* [Work instructions]:
Could you copy out every line of the data where the word "outputs" occurs?

── Data supplied ──

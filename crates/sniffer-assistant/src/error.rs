//! Error types for assistant operations

use thiserror::Error;

/// Result type for assistant operations
pub type Result<T> = std::result::Result<T, AssistantError>;

/// Errors that can occur while driving an assistant run
#[derive(Error, Debug)]
pub enum AssistantError {
    /// Network or HTTP error
    #[error("HTTP error: {0}")]
    Http(#[from] reqwest::Error),

    /// Invalid API key or authentication failed
    #[error("Invalid API key or authentication failed")]
    Authentication,

    /// Rate limit exceeded
    #[error("Rate limit exceeded: {0}")]
    RateLimited(String),

    /// Any other non-success status
    #[error("Assistant API error (status {status}): {message}")]
    Api { status: u16, message: String },

    /// Unexpected response format
    #[error("Unexpected response format: {0}")]
    UnexpectedResponse(String),

    /// Configuration error
    #[error("Configuration error: {0}")]
    Configuration(String),

    /// Run ended in `failed`
    #[error("Run {run_id} failed: {reason}")]
    RunFailed { run_id: String, reason: String },

    /// Run ended in `cancelled`
    #[error("Run {run_id} was cancelled")]
    RunCancelled { run_id: String },

    /// Run ended in `expired`
    #[error("Run {run_id} expired before completing")]
    RunExpired { run_id: String },

    /// Run ended in `incomplete`
    #[error("Run {run_id} ended incomplete: {reason}")]
    RunIncomplete { run_id: String, reason: String },

    /// Run is waiting for tool outputs, which this runner never supplies
    #[error("Run {run_id} requires tool outputs, which are not supported")]
    RequiresAction { run_id: String },

    /// Poll budget exhausted while the run was still active
    #[error("Run {run_id} did not finish after {attempts} status checks")]
    PollTimeout { run_id: String, attempts: u32 },

    /// Run completed but the thread holds no assistant text
    #[error("No assistant reply found in thread {thread_id}")]
    NoAssistantMessage { thread_id: String },
}
//! Fluent prompt builder
//!
//! [`PromptBuilder`] assembles a prompt piece by piece. Every method appends
//! text verbatim, so the same sequence of calls always yields the same string.

/// A fluent builder for constructing prompts
///
/// # Examples
///
/// ```
/// use sniffer_prompt::PromptBuilder;
///
/// let prompt = PromptBuilder::new()
///     .line("Topic: rates")
///     .newline()
///     .numbered(1, "Fed holds")
///     .field("URL", "https://example.com")
///     .build();
///
/// assert_eq!(prompt, "Topic: rates\n\n1. Fed holds\nURL: https://example.com\n");
/// ```
#[derive(Debug, Clone, Default)]
pub struct PromptBuilder {
    parts: Vec<String>,
}

impl PromptBuilder {
    /// Create an empty builder
    pub fn new() -> Self {
        Self { parts: Vec::new() }
    }

    /// Append text as-is
    pub fn text(mut self, content: impl Into<String>) -> Self {
        self.parts.push(content.into());
        self
    }

    /// Append text followed by a newline
    pub fn line(self, content: impl Into<String>) -> Self {
        self.text(format!("{}\n", content.into()))
    }

    /// Append a newline
    pub fn newline(self) -> Self {
        self.text("\n")
    }

    /// Append a blank line (two newlines)
    pub fn blank_line(self) -> Self {
        self.text("\n\n")
    }

    /// Append a numbered line, e.g. `3. content`
    pub fn numbered(self, num: usize, content: impl Into<String>) -> Self {
        self.text(format!("{}. {}\n", num, content.into()))
    }

    /// Append a bullet line, e.g. `- content`
    pub fn bullet(self, content: impl Into<String>) -> Self {
        self.text(format!("- {}\n", content.into()))
    }

    /// Append a `key: value` line
    pub fn field(self, key: impl Into<String>, value: impl Into<String>) -> Self {
        self.text(format!("{}: {}\n", key.into(), value.into()))
    }

    /// Append content only when `condition` holds
    pub fn when(self, condition: bool, content: impl Into<String>) -> Self {
        if condition { self.text(content) } else { self }
    }

    /// Apply `f` once per element of `items`, threading the builder through
    ///
    /// ```
    /// use sniffer_prompt::PromptBuilder;
    ///
    /// let prompt = PromptBuilder::new()
    ///     .each(["a", "b"].iter().enumerate(), |b, (i, s)| b.numbered(i + 1, *s))
    ///     .build();
    /// assert_eq!(prompt, "1. a\n2. b\n");
    /// ```
    pub fn each<I, F>(self, items: I, mut f: F) -> Self
    where
        I: IntoIterator,
        F: FnMut(Self, I::Item) -> Self,
    {
        items.into_iter().fold(self, |builder, item| f(builder, item))
    }

    /// Build the final prompt string
    pub fn build(self) -> String {
        self.parts.concat()
    }

    /// Check if the builder is empty
    pub fn is_empty(&self) -> bool {
        self.parts.is_empty()
    }
}

impl From<PromptBuilder> for String {
    fn from(builder: PromptBuilder) -> Self {
        builder.build()
    }
}

#[cfg(test)]
mod tests {
    use super::*;

    #[test]
    fn test_basic_text() {
        let prompt = PromptBuilder::new().text("Hello").text(", World!").build();
        assert_eq!(prompt, "Hello, World!");
    }

    #[test]
    fn test_line_and_blank_line() {
        let prompt = PromptBuilder::new()
            .line("Paragraph 1")
            .blank_line()
            .text("Paragraph 2")
            .build();
        assert_eq!(prompt, "Paragraph 1\n\n\nParagraph 2");
    }

    #[test]
    fn test_numbered_and_field() {
        let prompt = PromptBuilder::new()
            .numbered(2, "Second")
            .field("Summary", "text")
            .build();
        assert_eq!(prompt, "2. Second\nSummary: text\n");
    }

    #[test]
    fn test_bullet() {
        let prompt = PromptBuilder::new().bullet("one").bullet("two").build();
        assert_eq!(prompt, "- one\n- two\n");
    }

    #[test]
    fn test_conditional() {
        let prompt = PromptBuilder::new()
            .text("Base")
            .when(true, " - Included")
            .when(false, " - Excluded")
            .build();
        assert_eq!(prompt, "Base - Included");
    }

    #[test]
    fn test_each_with_empty_iterator() {
        let prompt = PromptBuilder::new()
            .text("head")
            .each(Vec::<&str>::new(), |b, s| b.bullet(s))
            .build();
        assert_eq!(prompt, "head");
    }

    #[test]
    fn test_is_empty_and_into_string() {
        let builder = PromptBuilder::new();
        assert!(builder.is_empty());

        let builder = builder.text("x");
        assert!(!builder.is_empty());

        let s: String = builder.into();
        assert_eq!(s, "x");
    }
}
//! Shared utilities for news-sniffer
//!
//! Logging setup shared by the `news-sniffer` binary and the integration tests.

pub mod logging;

pub use logging::{DEFAULT_LOG_FILTER, init_tracing, init_tracing_with};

───

* [Response box]:
    /// Run is waiting for tool outputs, which this runner never supplies
    #[error("Run {run_id} requires tool outputs, which are not supported")]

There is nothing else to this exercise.